Hoje, para evitar novos episódios e ter uma melhor qualidade de vida, ele é tratado com medicamentos que controlam o nível de colesterol, e também mantém uma rotina de exercícios físicos e alimentação equilibrada.
“Eu faço caminhada diariamente, nem que seja por 20 minutos. O meu irmão [que é médico] me ensinou que qualquer escada que eu fosse subir, não fosse por elevador, subisse pela escada e descesse pela escada. Eu faço isso”, relata.
O engenheiro Dagoberto Rezende, 66, além de aterosclerose, também vive com diabetes tipo 2 há mais de 20 anos, por isso a alimentação já era equilibrada, mas não tinha uma rotina de atividade física. Quando o irmão sofreu um infarto e foi identificada a doença hereditária, ele se apressou para tratar a condição.
“Eu tenho duas artérias entupidas e faço acompanhamento. Aumentei a carga de exercício conforme o médico solicitou, que era importante para controlar o colesterol ruim. O último exame que eu fiz mostrou um nível bom”, diz.
A prevenção da aterosclerose envolve o controle dos fatores de risco modificáveis, segundo o cardiologista Arthur Felipe Rente, do Hospital do Coração. As recomendações para quem tem colesterol alto ou predisposição genética são semelhantes: melhorar a alimentação, evitar o consumo excessivo de carboidratos e praticar atividades físicas regularmente, com pelo menos 200 minutos de exercício moderado por semana.

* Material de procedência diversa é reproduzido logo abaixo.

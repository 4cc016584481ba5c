//! ChaCha20 stream cipher (RFC 8439) with runtime-selected SIMD backends.
//!
//! Layering, leaves first:
//! - `util`: little-endian word helpers and the wide XOR application.
//! - `scalar`: portable quarter-round and single-block routine.
//! - `sse2` / `avx2`: 128-bit single-block and 256-bit dual-block kernels
//!   (x86-64 only).
//! - `backend`: one-shot CPU-feature probe and value-typed dispatch.
//! - `keystream`: resumable counter-tracking generator over the backends.

pub mod backend;
pub mod keystream;
pub mod scalar;
pub mod util;

#[cfg(target_arch = "x86_64")]
pub(crate) mod avx2;
#[cfg(target_arch = "x86_64")]
pub(crate) mod sse2;

pub use backend::Backend;
pub use keystream::KeyStream;

use crate::cipher::identity::{AlgorithmTag, TAG_CC20};
use crate::cipher::{derive_nonce, CipherError, FileCipher};
use crate::key::Key;

/// One keystream block.
pub const BLOCK_LEN: usize = 64;

/// ChaCha20 nonce length (96-bit IETF variant).
pub const NONCE_LEN: usize = 12;

/// Catalog entry: raw ChaCha20 keystream XOR, length-preserving.
pub struct ChaCha20Cipher;

impl ChaCha20Cipher {
    fn apply(&self, data: &[u8], key: &Key) -> Vec<u8> {
        let nonce: [u8; NONCE_LEN] = derive_nonce(TAG_CC20, key);
        let mut stream = KeyStream::new(key.as_array(), &nonce, 0);
        let mut buf = data.to_vec();
        stream.apply(&mut buf);
        buf
    }
}

impl FileCipher for ChaCha20Cipher {
    fn tag(&self) -> AlgorithmTag {
        TAG_CC20
    }

    fn encrypt(&self, plaintext: &[u8], key: &Key) -> Result<Vec<u8>, CipherError> {
        Ok(self.apply(plaintext, key))
    }

    fn decrypt(&self, ciphertext: &[u8], key: &Key) -> Result<Vec<u8>, CipherError> {
        Ok(self.apply(ciphertext, key))
    }
}
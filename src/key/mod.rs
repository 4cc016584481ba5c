//! Key material: loading, normalization, persistence.

pub mod loader;
pub mod material;

pub use loader::{load_key, save_key};
pub use material::{normalize_key, Key};

use std::fmt;
use std::io;
use std::path::PathBuf;

#[derive(Debug)]
pub enum KeyError {
    /// Key file does not exist.
    NotFound(PathBuf),

    /// Key material is empty after decoding.
    Empty,

    /// Key file could not be read.
    Io(io::Error),
}

impl fmt::Display for KeyError {
    fn fmt(&self, f: &mut fmt::Formatter<'_>) -> fmt::Result {
        match self {
            KeyError::NotFound(p) => write!(f, "key file not found: {}", p.display()),
            KeyError::Empty => write!(f, "invalid key: empty"),
            KeyError::Io(e) => write!(f, "key I/O error: {}", e),
        }
    }
}

impl std::error::Error for KeyError {}

impl From<io::Error> for KeyError {
    fn from(e: io::Error) -> Self {
        KeyError::Io(e)
    }
}
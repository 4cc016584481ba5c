//! Mode dispatch and the caller-facing pipeline operations.
//!
//! Failure policy:
//! - encryption surfaces every failure;
//! - decryption propagates only missing input and cancellation, and folds
//!   everything else into a logged `false` so callers branch on one boolean.

use std::fs;
use std::path::Path;
use std::time::Instant;

use tracing::{error, info};

use crate::cipher::FileCipher;
use crate::config::EngineConfig;
use crate::key::{save_key, Key};
use crate::pipeline::cancel::CancelToken;
use crate::pipeline::progress::{ProgressCounters, ProgressSnapshot};
use crate::pipeline::{large, segmented, small, Direction};
use crate::types::EngineError;

/// Size-dispatched processing mode.
#[derive(Debug, Clone, Copy, PartialEq, Eq)]
pub enum ProcessingMode {
    Small,
    Large,
    VeryLarge,
}

impl ProcessingMode {
    pub fn name(self) -> &'static str {
        match self {
            ProcessingMode::Small => "small",
            ProcessingMode::Large => "large",
            ProcessingMode::VeryLarge => "very-large",
        }
    }
}

/// File pipeline over one immutable configuration.
#[derive(Debug, Clone, Default)]
pub struct FilePipeline {
    config: EngineConfig,
}

impl FilePipeline {
    pub fn new(config: EngineConfig) -> Self {
        Self { config }
    }

    pub fn config(&self) -> &EngineConfig {
        &self.config
    }

    /// Mode for a payload of `len` bytes.
    pub fn mode_for(&self, len: u64) -> ProcessingMode {
        if len <= self.config.large_file_threshold {
            ProcessingMode::Small
        } else if len <= self.config.very_large_file_threshold {
            ProcessingMode::Large
        } else {
            ProcessingMode::VeryLarge
        }
    }

    /// Encrypt `input` into `output`.
    ///
    /// A missing key is generated by the cipher; when `key_output` is given
    /// the key is persisted there as uppercase hex. Returns the key that was
    /// used.
    pub fn encrypt_file(
        &self,
        input: &Path,
        output: &Path,
        cipher: &dyn FileCipher,
        key: Option<Key>,
        key_output: Option<&Path>,
        cancel: &CancelToken,
    ) -> Result<Key, EngineError> {
        let len = self.preflight(input, output)?;
        let key = key.unwrap_or_else(|| cipher.generate_key());

        let (mode, snapshot) =
            self.run(input, output, cipher, &key, Direction::Encrypt, len, cancel)?;
        info!(
            mode = mode.name(),
            tag = %cipher.tag(),
            bytes_out = snapshot.bytes_out,
            "encrypt finished"
        );

        if let Some(key_path) = key_output {
            save_key(key_path, &key)?;
        }
        Ok(key)
    }

    /// Decrypt `input` into `output`.
    ///
    /// `Ok(true)` on success; `Ok(false)` with the root cause logged for
    /// cipher and container failures. Missing input and cancellation
    /// propagate as errors so callers can tell them apart.
    pub fn decrypt_file(
        &self,
        input: &Path,
        output: &Path,
        cipher: &dyn FileCipher,
        key: &Key,
        cancel: &CancelToken,
    ) -> Result<bool, EngineError> {
        let len = self.preflight(input, output)?;
        // Dispatch on payload length, not container length, so both
        // directions pick the same chunk geometry.
        let payload_len = len.saturating_sub(crate::constants::HEADER_LEN as u64);

        match self.run(input, output, cipher, key, Direction::Decrypt, payload_len, cancel) {
            Ok((mode, snapshot)) => {
                info!(
                    mode = mode.name(),
                    tag = %cipher.tag(),
                    bytes_out = snapshot.bytes_out,
                    "decrypt finished"
                );
                Ok(true)
            }
            Err(e @ EngineError::InputMissing(_)) | Err(e @ EngineError::Cancelled) => Err(e),
            Err(e) => {
                error!(input = %input.display(), error = %e, "decrypt failed");
                Ok(false)
            }
        }
    }

    /// Common preconditions: input must exist, output directory is created.
    /// Returns the input length.
    fn preflight(&self, input: &Path, output: &Path) -> Result<u64, EngineError> {
        if !input.exists() {
            return Err(EngineError::InputMissing(input.to_path_buf()));
        }
        if let Some(parent) = output.parent() {
            if !parent.as_os_str().is_empty() {
                fs::create_dir_all(parent)?;
            }
        }
        Ok(fs::metadata(input)?.len())
    }

    #[allow(clippy::too_many_arguments)]
    fn run(
        &self,
        input: &Path,
        output: &Path,
        cipher: &dyn FileCipher,
        key: &Key,
        direction: Direction,
        payload_len: u64,
        cancel: &CancelToken,
    ) -> Result<(ProcessingMode, ProgressSnapshot), EngineError> {
        let mode = self.mode_for(payload_len);
        let started = Instant::now();
        let mut counters = ProgressCounters::default();

        match (mode, direction) {
            (ProcessingMode::Small, Direction::Encrypt) => {
                small::encrypt(input, output, cipher, key, cancel, &mut counters)?
            }
            (ProcessingMode::Small, Direction::Decrypt) => {
                small::decrypt(input, output, cipher, key, cancel, &mut counters)?
            }
            (ProcessingMode::Large, _) => large::process(
                input,
                output,
                cipher,
                key,
                direction,
                &self.config,
                cancel,
                &mut counters,
            )?,
            (ProcessingMode::VeryLarge, _) => segmented::process(
                input,
                output,
                cipher,
                key,
                direction,
                &self.config,
                cancel,
                &mut counters,
            )?,
        }

        Ok((mode, ProgressSnapshot::from_counters(mode.name(), &counters, started.elapsed())))
    }
}
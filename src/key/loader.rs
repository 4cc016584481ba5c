//! Key file loading and persistence.
//!
//! Format sniffing, in order: hex, Base64, raw bytes. The order is
//! load-bearing: Base64 strings made only of hex characters must decode as
//! hex, so keep hex first.

use std::fs;
use std::path::Path;

use base64::engine::general_purpose::STANDARD;
use base64::Engine;
use tracing::debug;

use crate::key::material::{normalize_key, Key};
use crate::key::KeyError;

/// Load key material from a file and normalize it to 32 bytes.
pub fn load_key(path: &Path) -> Result<Key, KeyError> {
    if !path.exists() {
        return Err(KeyError::NotFound(path.to_path_buf()));
    }
    let raw = fs::read(path)?;

    // 1) hex: trimmed text made only of hex digits, odd length 0-prefixed
    if let Ok(text) = std::str::from_utf8(&raw) {
        let trimmed = text.trim();
        if !trimmed.is_empty() && trimmed.chars().all(|c| c.is_ascii_hexdigit()) {
            let mut digits: String =
                trimmed.chars().filter(|c| c.is_ascii_hexdigit()).collect();
            if digits.len() % 2 == 1 {
                digits.insert(0, '0');
            }
            if let Ok(bytes) = hex::decode(&digits) {
                debug!(path = %path.display(), "key file parsed as hex");
                return normalize_key(&bytes);
            }
        }

        // 2) Base64: standard alphabet; fall through on decode failure
        if !trimmed.is_empty() {
            if let Ok(bytes) = STANDARD.decode(trimmed) {
                debug!(path = %path.display(), "key file parsed as Base64");
                return normalize_key(&bytes);
            }
        }
    }

    // 3) raw bytes
    debug!(path = %path.display(), "key file treated as raw bytes");
    normalize_key(&raw)
}

/// Persist a key as uppercase hex without separators.
pub fn save_key(path: &Path, key: &Key) -> Result<(), KeyError> {
    if let Some(parent) = path.parent() {
        if !parent.as_os_str().is_empty() {
            fs::create_dir_all(parent)?;
        }
    }
    fs::write(path, key.to_hex_upper())?;
    Ok(())
}
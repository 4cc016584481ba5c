//! Algorithm identity: 4-character tag, display name, file extension.
//!
//! The tag is the on-disk identity embedded in the container header; the
//! extension is the fallback identity when a file carries no readable
//! header. Display falls back to the raw tag for unknown entries.

use std::fmt;
use std::path::{Path, PathBuf};

/// 4 ASCII bytes, right-padded with `_` when the logical name is shorter.
#[derive(Debug, Clone, Copy, PartialEq, Eq, Hash)]
pub struct AlgorithmTag(pub [u8; 4]);

impl AlgorithmTag {
    pub const fn new(bytes: [u8; 4]) -> Self {
        Self(bytes)
    }

    /// Build a tag from a logical name, truncating to 4 and padding with `_`.
    pub fn from_name(name: &str) -> Self {
        let mut out = [b'_'; 4];
        for (dst, src) in out.iter_mut().zip(name.bytes()) {
            *dst = src;
        }
        Self(out)
    }

    pub fn as_str(&self) -> &str {
        // Tags are validated ASCII on every construction path.
        std::str::from_utf8(&self.0).unwrap_or("????")
    }
}

impl fmt::Display for AlgorithmTag {
    fn fmt(&self, f: &mut fmt::Formatter<'_>) -> fmt::Result {
        f.write_str(self.as_str())
    }
}

pub const TAG_AESG: AlgorithmTag = AlgorithmTag::new(*b"AESG");
pub const TAG_CC20: AlgorithmTag = AlgorithmTag::new(*b"CC20");
pub const TAG_SL20: AlgorithmTag = AlgorithmTag::new(*b"SL20");
pub const TAG_3DES: AlgorithmTag = AlgorithmTag::new(*b"3DES");
pub const TAG_3FSH: AlgorithmTag = AlgorithmTag::new(*b"3FSH");
pub const TAG_RC2: AlgorithmTag = AlgorithmTag::new(*b"RC2_");
pub const TAG_XCCH: AlgorithmTag = AlgorithmTag::new(*b"XCCH");
pub const TAG_AES: AlgorithmTag = AlgorithmTag::new(*b"AES_");

/// One row of the identity table.
#[derive(Debug, Clone, Copy)]
pub struct AlgorithmInfo {
    pub tag: AlgorithmTag,
    pub display_name: &'static str,
    pub extension: &'static str,
}

/// The fixed identity table. Order is stable; tags never change meaning.
pub const ALGORITHMS: &[AlgorithmInfo] = &[
    AlgorithmInfo { tag: TAG_AESG, display_name: "AES-256-GCM", extension: "aesg" },
    AlgorithmInfo { tag: TAG_CC20, display_name: "ChaCha20", extension: "cc20" },
    AlgorithmInfo { tag: TAG_SL20, display_name: "Salsa20", extension: "sl20" },
    AlgorithmInfo { tag: TAG_3DES, display_name: "Triple DES", extension: "3des" },
    AlgorithmInfo { tag: TAG_3FSH, display_name: "Threefish", extension: "3fsh" },
    AlgorithmInfo { tag: TAG_RC2, display_name: "RC2", extension: "rc2" },
    AlgorithmInfo { tag: TAG_XCCH, display_name: "XChaCha20-Poly1305", extension: "xcch" },
    AlgorithmInfo { tag: TAG_AES, display_name: "AES-256-CBC", extension: "aes" },
];

pub fn info_for_tag(tag: AlgorithmTag) -> Option<&'static AlgorithmInfo> {
    ALGORITHMS.iter().find(|a| a.tag == tag)
}

/// Human-readable name; unknown tags display as themselves.
pub fn display_name(tag: AlgorithmTag) -> String {
    match info_for_tag(tag) {
        Some(info) => info.display_name.to_string(),
        None => tag.to_string(),
    }
}

pub fn extension_for(tag: AlgorithmTag) -> Option<&'static str> {
    info_for_tag(tag).map(|a| a.extension)
}

/// Reverse lookup used by extension-based detection.
pub fn tag_for_extension(ext: &str) -> Option<AlgorithmTag> {
    let ext = ext.trim_start_matches('.');
    ALGORITHMS.iter().find(|a| a.extension.eq_ignore_ascii_case(ext)).map(|a| a.tag)
}

/// Output path for an encrypted copy of `original`: the cipher's extension
/// is appended to the full file name (`report.txt` -> `report.txt.cc20`).
pub fn encrypted_path_for(original: &Path, tag: AlgorithmTag) -> PathBuf {
    let ext = extension_for(tag).unwrap_or("enc");
    let mut name = original
        .file_name()
        .map(|n| n.to_string_lossy().into_owned())
        .unwrap_or_default();
    name.push('.');
    name.push_str(ext);
    original.with_file_name(name)
}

“A aterosclerose não tem cura, tem tratamento com medicamentos que reduzem o nível de colesterol no sangue e reduzem o tamanho das placas de colesterol. Quando essas placas crescem demais e entopem, aí a gente tem que fazer procedimentos como a inserção de stents ou até mesmo cirurgia de revascularização miocárdica”, explica.